Noting for quite some time that SHA-1 no longer offers an acceptable level of security, Google made it clear last year that would compel users to update their security certificates, moving from SHA-1 to the more secure SHA-2 crypto hash over the next two to three years. And Microsoft, too, had said in 2013 it would start withdrawing its support from SHA-1 on January 1, 2016, with the transition complete by January 1, 2017.

Still, Google's late August 2014 announcement that it would try to accelerate the migration to the more secure SHA-2 by having Chrome 39 treat some sites as untrusted with notifications beginning to appear when users accessed those sites, took advocates by surprise and prompted some push back.
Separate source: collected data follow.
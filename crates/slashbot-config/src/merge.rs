//! Deep merge of JSON config layers.

use serde_json::Value;

/// Dotted paths whose array values extend (deduped) instead of replacing.
const EXTEND_PATHS: &[&str] = &["plugins.paths"];

/// Recursively deep-merge `overlay` into `base`.
///
/// - Objects merge recursively per-field.
/// - Scalars and arrays from the overlay **replace** the base value,
///   except at the paths in [`EXTEND_PATHS`], where arrays extend with
///   dedupe (base order kept, overlay additions appended).
pub fn deep_merge(base: &mut Value, overlay: &Value) {
    merge_at(base, overlay, "");
}

fn merge_at(base: &mut Value, overlay: &Value, path: &str) {
    match (base, overlay) {
        (Value::Object(base_map), Value::Object(overlay_map)) => {
            for (key, overlay_val) in overlay_map {
                let child_path = if path.is_empty() {
                    key.clone()
                } else {
                    format!("{path}.{key}")
                };
                if let Some(base_val) = base_map.get_mut(key) {
                    merge_at(base_val, overlay_val, &child_path);
                } else {
                    base_map.insert(key.clone(), overlay_val.clone());
                }
            }
        },
        (Value::Array(base_items), Value::Array(overlay_items))
            if EXTEND_PATHS.contains(&path) =>
        {
            for item in overlay_items {
                if !base_items.contains(item) {
                    base_items.push(item.clone());
                }
            }
        },
        (base, overlay) => {
            *base = overlay.clone();
        },
    }
}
Experts said at the time that potentially hundreds of thousands of web operators may not be able to comply in the proposed time frame and that users would find the notifications both confusing and alarming.

But this latest research, which shows how eminently—and cheaply—SHA-1 could be exploited, underscored the importance of migrating to SHA-2 as quickly as possible.

“We urge the industry to consider shifting this deadline up and enterprises should not wait any longer to migrate to SHA-2,” Kevin Bocek, vice president of security strategy & threat intelligence at Venafi, said in a statement emailed to SCMagazine.com. “We also recommend that IT security teams find these SHA-1 certificates immediately, automate the changing of them and report on their progress way before this deadline approaches - procrastinating on this is just a disaster waiting to happen."

Bocek stressed that “using the SHA-1 hashing algorithm is simply no longer acceptable” and called it “pretty much irresponsible since its weaknesses are so widely known.” The security pro added, “The fact that one in three SSL certificates still uses SHA-1 to secure major websites is mind blowing” and contended that “ it's also sending a clear message to lurking cybercriminals that says 'feel free to mount more web attacks on us because we're too lazy to upgrade to SHA-2.'”

Lindell concurred that a switch to SHA-2 should be fast tracked, but expressed dismay that the migration probably wouldn't come soon enough. “There is no doubt that SHA-1 must be replaced immediately,” he said, explaining that, "industry is typically much too slow to make these changes, and so I expect that it will only happen after concrete attacks and damage have been inflicted.”